If that’s feminism, then we can all get on board, right?

In December 2010 Sheryl Sandberg, COO of Facebook, gave a talk at TEDwomen. She is clear, in her writing and talks, that she wants more women to stay in the workforce. When it comes to equality, as Sandberg puts it, the numbers don’t lie. Women don’t yet make up fifty percent of any boardroom or any parliament, and this is the problem that needs to be solved.

Closer to home, we only have to ask our own mothers about the Equal Pay Act to realise that, not long before we were born, feminism was a real fight for something tangible. They weren’t suffering from pay gaps that emerged over a lifetime; they knew what it was to be qualified in a professional field and to be started on a lower salary than their equally qualified male colleagues.

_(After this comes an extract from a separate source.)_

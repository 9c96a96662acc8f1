pub mod subscription;
pub mod user;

Discrimination was real, and women were valued less; you just had to look at their pay cheques.

How will women achieve this equality and value? They need freedom – freedom from traditional roles, freedom from the restraints of childbirth and freedom from the contract of marriage. Freedom to act like men, transcend their existence and do the things that ‘really matter’.

Feminism pursues equality, value and freedom for women. It has, at its best, opened our eyes to the discord between men and women. It’s given us the words to articulate a problem and a voice to speak up in a world that is not the way it should be.

It has all of the questions.

And none of the answers.

Feminism aspires to a world where equality comes from the things that we do, value comes from paid work, and freedom is attained when I can do what men do. In order to say that I have them, it becomes incumbent upon me to do certain things; I have to achieve it.

Equality, value and freedom become things that women have to pursue outside of themselves. And that’s why feminism has never made the progress it hoped to, and will never achieve the utopia to longs for.

Genuine equality, value and freedom are only found in Jesus, because Jesus gives them to us freely.

My equality comes from being created by Jesus, just like men, and being given salvation, just like men.

My value comes from Jesus coming to earth, and dying on the cross, even when I hated God, so that I could be made right before him. Every drop of his precious blood that washes me clean tells me that I am loved and have value.

And this gives me real freedom. Freedom from sin – so that I no longer do the things I hate. Freedom to live the life that I was created for – in a relationship with God. And freedom to pursue any role in society (with a few exceptions) without wondering what it says about my value and status. I can take a lower paid job, because it has better opportunities for the gospel, and it doesn’t diminish my value before God. I can happily choose to stay at home and raise my children (or not), because my status is secured in Jesus, not in my location of work.

Jesus is the only one who gives us what we’re looking for. So I’m not ashamed to say, I am not a feminist. I’m a Christian.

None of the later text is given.